Imagine, as the movie trailers used to say, a sweeping generational saga of passion and ambition … set in the exotic equatorial forests of Gombe, Tanzania … played out against the bloody backdrop of civil war!

Make no mistake, Jane Goodall’s Through a Window is no arid empirical account of higher primates’ social behavior. This is a page-turner. This is I, Claudius starring a cast of chimpanzees. This is Gombe With the Wind.

Which is not to say that Goodall has turned 30 years of field research into melodramatic mush. No, no, no. The book is nothing short of profound – a genteel meditation on what it means to be sentient. But considered simply as literature, it is utter magic: the sort of book that rekindles the exhilaration of reading – of entering worlds of the fantastic – that children experience on first devouring Huckleberry Finn or Treasure Island.

The source of its delight is that Goodall charts the lives of her chimps, not with the clinical gaze of the biologist, but with the eye of a biographer. To weave the grand narrative of their social structure, she tells the smaller stories of their personalities (chimpanalities?): their squabbles and triumphs, their loves and tragedies. And by the end, you’ll know these non-human protagonists – Evered the bohemian, Fifi the matriarch, Passion the psychopath – as well as you know Huck Finn or Long John Silver.

The crucial difference, of course, is that the chimpanzees actually exist. One realizes, as one turns the pages, that halfway around the world the characters in Through a Window are going about the drama of their lives just as we do ours. They are laughing, cuddling, sulking, doing the chimp equivalent of the laundry. These are not “experimental subjects,” but social creatures with minds and hearts.

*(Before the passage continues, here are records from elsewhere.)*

//! Experience Engine - carrier CSV normalization and claims/experience aggregation
//!
//! This library provides:
//! - Chunked CSV ingestion with encoding and delimiter detection
//! - Schema detection and fuzzy column mapping onto canonical schemas
//! - Row normalization with accumulated validation issues
//! - Specific stop-loss derivation and configurable budget line items
//! - Claims metrics, monthly financial roll-ups and loss-ratio summaries
//! - CSV/JSON export of processed claims

pub mod aggregation;
pub mod config;
pub mod error;
pub mod export;
pub mod ingest;
pub mod mapping;
pub mod normalize;
pub mod pipeline;
pub mod schema;
pub mod similarity;

// Re-export commonly used types
pub use aggregation::{AggregatedMetrics, FinancialMetrics, MonthlySummary};
pub use config::{Configuration, ProcessedClaim};
pub use error::{EngineError, Result};
pub use mapping::{MappingOptions, MappingResult};
pub use normalize::{ExperienceRow, NormalizedClaim, ValidationOptions, ValidationResult};
pub use pipeline::{EngineReport, ExperienceEngine};
pub use schema::SchemaType;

Goodall began her life’s work on the encouragement of Louis Leakey, the archeo-anthropologist, who wondered whether understanding the conduct of chimpanzees in the wild might not shed light on the behavior of early humans. She has rewarded her mentor amply, illuminating not only the world of the chimps, but our prehistory and our supposedly civilized selves as well.

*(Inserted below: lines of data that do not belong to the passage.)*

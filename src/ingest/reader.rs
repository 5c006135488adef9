//! Streaming CSV parsing into raw rows
//!
//! Input is fed in fixed-size byte windows. Only complete records (ending
//! at a newline outside a quoted field) are parsed; the partial tail is carried to
//! the next call together with the detected encoding, delimiter and header.

use csv::ReaderBuilder;

use super::delimiter::{sniff_delimiter, CANDIDATE_DELIMITERS};
use super::encoding::{decode, detect_encoding, strip_bom, TextEncoding};
use crate::error::{EngineError, Result};
use crate::normalize::{CellValue, RawRow};

/// Default byte window for chunked ingestion
pub const DEFAULT_CHUNK_SIZE: usize = 64 * 1024;

/// A fully parsed carrier file
#[derive(Debug, Clone)]
pub struct ParsedFile {
    /// Header names in file order, trimmed and made unique
    pub headers: Vec<String>,
    /// Non-blank data rows; `rows[0]` is canonical row 1
    ///
    /// Blank lines are dropped before numbering, so row numbers count data
    /// records rather than physical lines of the file.
    pub rows: Vec<RawRow>,
    pub delimiter: u8,
    pub encoding: TextEncoding,
}

/// Incremental parser state carried between chunks
#[derive(Debug, Default)]
pub struct ChunkedParser {
    pending: Vec<u8>,
    bom_checked: bool,
    saw_content: bool,
    encoding: Option<TextEncoding>,
    delimiter: Option<u8>,
    headers: Option<Vec<String>>,
    rows_emitted: usize,
}

#[derive(Debug, Clone, Copy, PartialEq, Eq)]
enum FieldState {
    Start,
    Unquoted,
    Quoted,
    /// A quote inside a quoted field: closes it unless another quote follows
    QuoteInQuoted,
}

/// Byte offset just past the last newline that ends a record
///
/// Follows the csv reader's quoting rules: a quote opens a quoted field only
/// at the start of a field, `""` inside one is a literal quote, and a quote
/// anywhere else is plain text. Until the delimiter is known, any candidate
/// delimiter starts a new field.
fn last_record_boundary(bytes: &[u8], delimiter: Option<u8>) -> Option<usize> {
    let is_delimiter = |b: u8| match delimiter {
        Some(d) => b == d,
        None => CANDIDATE_DELIMITERS.contains(&b),
    };

    let mut state = FieldState::Start;
    let mut boundary = None;
    for (i, &b) in bytes.iter().enumerate() {
        state = match (state, b) {
            (FieldState::Quoted, b'"') => FieldState::QuoteInQuoted,
            (FieldState::Quoted, _) => FieldState::Quoted,
            (FieldState::QuoteInQuoted, b'"') => FieldState::Quoted,
            (FieldState::Start, b'"') => FieldState::Quoted,
            (_, b'\n') => {
                boundary = Some(i + 1);
                FieldState::Start
            }
            (_, b'\r') => FieldState::Start,
            (_, b) if is_delimiter(b) => FieldState::Start,
            _ => FieldState::Unquoted,
        };
    }
    boundary
}

/// Trim header names, name blank ones by position and suffix duplicates (`Amount`, `Amount_2`)
fn unique_headers<'a>(fields: impl Iterator<Item = &'a str>) -> Vec<String> {
    let mut headers: Vec<String> = Vec::new();
    for (i, field) in fields.enumerate() {
        let base = match field.trim() {
            "" => format!("column_{}", i + 1),
            name => name.to_string(),
        };
        let mut name = base.clone();
        let mut n = 2;
        while headers.contains(&name) {
            name = format!("{}_{}", base, n);
            n += 1;
        }
        headers.push(name);
    }
    headers
}

impl ChunkedParser {
    pub fn new() -> Self {
        Self::default()
    }

    /// Skip sniffing and use a known delimiter
    pub fn with_delimiter(delimiter: u8) -> Self {
        Self {
            delimiter: Some(delimiter),
            ..Self::default()
        }
    }

    pub fn headers(&self) -> Option<&[String]> {
        self.headers.as_deref()
    }

    pub fn delimiter(&self) -> Option<u8> {
        self.delimiter
    }

    pub fn encoding(&self) -> Option<TextEncoding> {
        self.encoding
    }

    /// Data rows produced so far
    pub fn rows_emitted(&self) -> usize {
        self.rows_emitted
    }

    /// Consume one byte window and return the data rows it completed
    pub fn feed(&mut self, chunk: &[u8]) -> Result<Vec<RawRow>> {
        self.pending.extend_from_slice(chunk);
        let scanned = if self.bom_checked {
            &self.pending[..]
        } else {
            strip_bom(&self.pending)
        };
        let skipped = self.pending.len() - scanned.len();
        match last_record_boundary(scanned, self.delimiter).map(|cut| cut + skipped) {
            Some(cut) => {
                let complete: Vec<u8> = self.pending.drain(..cut).collect();
                self.parse_block(&complete)
            }
            None => Ok(Vec::new()),
        }
    }

    /// Flush the trailing partial line and enforce the structural checks
    ///
    /// Fails when the input was empty, had no header row, or had no data rows.
    pub fn finish(&mut self) -> Result<Vec<RawRow>> {
        let rest = std::mem::take(&mut self.pending);
        let rows = self.parse_block(&rest)?;

        if !self.saw_content {
            return Err(EngineError::EmptyInput);
        }
        if self.headers.is_none() {
            return Err(EngineError::MissingHeader);
        }
        if self.rows_emitted == 0 {
            return Err(EngineError::NoDataRows);
        }
        Ok(rows)
    }

    fn parse_block(&mut self, block: &[u8]) -> Result<Vec<RawRow>> {
        let block = if self.bom_checked {
            block
        } else {
            if block.is_empty() {
                return Ok(Vec::new());
            }
            self.bom_checked = true;
            strip_bom(block)
        };

        if block.iter().all(|b| b.is_ascii_whitespace()) {
            return Ok(Vec::new());
        }
        self.saw_content = true;

        let encoding = *self.encoding.get_or_insert_with(|| detect_encoding(block));
        let (text, used) = decode(block, encoding);
        if used != encoding {
            log::warn!("input is not valid UTF-8; decoding remainder as Windows-1252");
        }
        self.encoding = Some(used);

        let delimiter = *self.delimiter.get_or_insert_with(|| {
            let d = sniff_delimiter(&text);
            log::debug!("detected delimiter {:?}", d as char);
            d
        });

        let mut reader = ReaderBuilder::new()
            .delimiter(delimiter)
            .has_headers(false)
            .flexible(true)
            .from_reader(text.as_bytes());

        let mut rows = Vec::new();
        for record in reader.records() {
            let record = record?;
            if record.iter().all(|f| f.trim().is_empty()) {
                continue;
            }

            let headers = match &self.headers {
                Some(h) => h,
                None => {
                    self.headers = Some(unique_headers(record.iter()));
                    continue;
                }
            };

            let row: RawRow = headers
                .iter()
                .enumerate()
                .map(|(i, h)| {
                    let cell = record.get(i).map(CellValue::from_raw).unwrap_or(CellValue::Empty);
                    (h.clone(), cell)
                })
                .collect();
            rows.push(row);
        }

        self.rows_emitted += rows.len();
        Ok(rows)
    }

    /// Assemble the final parsed file from collected rows
    pub fn into_parsed(self, rows: Vec<RawRow>) -> Result<ParsedFile> {
        Ok(ParsedFile {
            headers: self.headers.ok_or(EngineError::MissingHeader)?,
            rows,
            delimiter: self.delimiter.unwrap_or(b','),
            encoding: self.encoding.unwrap_or(TextEncoding::Utf8),
        })
    }
}

/// Parse a whole in-memory file using the default byte window
pub fn parse_csv(bytes: &[u8]) -> Result<ParsedFile> {
    parse_csv_chunked(bytes, DEFAULT_CHUNK_SIZE)
}

/// Parse a whole in-memory file, feeding it `chunk_size` bytes at a time
pub fn parse_csv_chunked(bytes: &[u8], chunk_size: usize) -> Result<ParsedFile> {
    let mut parser = ChunkedParser::new();
    let mut rows = Vec::new();
    for chunk in bytes.chunks(chunk_size.max(1)) {
        rows.extend(parser.feed(chunk)?);
    }
    rows.extend(parser.finish()?);

    log::debug!(
        "parsed {} rows x {} columns",
        rows.len(),
        parser.headers().map_or(0, |h| h.len())
    );
    parser.into_parsed(rows)
}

In the early days, needless to say, this was scientific heresy. To suggest that dumb brutes possessed personalities, emotions, a rationality of their own, was to perpetrate a fiction. “Beasts,” said John Locke, “abstract not.”

As a consequence, the referees for Goodall’s first published paper demanded that she strike any reference to her subjects as “he” or “she,” and stick instead to the value-neutral impersonal pronoun “it.” Goodall refused, and as her work yielded ever more fascinating insights, she won more and more adherents until eventually her perspective prevailed. Today, no one is dumb enough to contest her discovery that these beasts abstract just fine, thank you.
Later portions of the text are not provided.